Young people from developing countries are losing the means to be citizens in their own countries due to commercialised education, which stresses producing graduates for the global market, church and youth leaders gathering in Brazil have said.
"Young people are losing meaning in their lives, and losing what it means to be citizens in their own country. This is because of a kind of education geared towards producing graduates for the large machine of globalisation," the Rev. Romeo del Rosario, president of the Union Theological Seminary in the Philippines, told participants at a side meeting on the final day of the WCC 14-23 February assembly in Porto Alegre, Brazil.
He cited not only young people who take up nursing so they can go to the United States, Canada, Britain and other developed countries, but referred also to young people studying in seminaries training clergy. One tenth of the 88 million people in Philippines now work overseas, Del Rosario said, citing figures from the labour and employment department.
"As a pastor, I teach my students to serve their country, but the drive of many young people to work overseas is really strong," he said.
British educator Ruth Conway who works for Anglican and Methodist programmes, also bewailed how some universities in both developed and developing countries now serve the corporate interests of multinational companies.
She explained how some universities in Britain, in coordination with other institutions in developing countries, have become the research arms of pharmaceutical companies researching and developing new drugs and genetically modified organisms.
The corporate mind-set has also infested many churches, says youth leader Ferdinand Pahtrose of the Malankara Orthodox Syrian Church in India. "Some churches see prospective ‘converts’ as ‘clients’ as if they are selling some kind of goods," said the seminary student without naming any denomination.

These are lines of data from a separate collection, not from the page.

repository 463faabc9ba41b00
pub mod claims;
pub mod jwt;
pub mod middleware;

pub use claims::Claims;
pub use jwt::JwtService;
pub use middleware::{AuthMiddleware, AuthenticatedUser};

"So the challenge for us, seminary students, is to help push for a spirituality that promotes respect for human dignity and develops human relations based on the sanctity of the human being, not based on commercial criteria or interests," Pahtrose added.
Reflecting on the WCC ninth General Assembly theme, "God, in your grace, transform the world", Pahtrose said the world that globalisation has now engulfed could be transformed "through God’s grace and through the internal transformation of ourselves".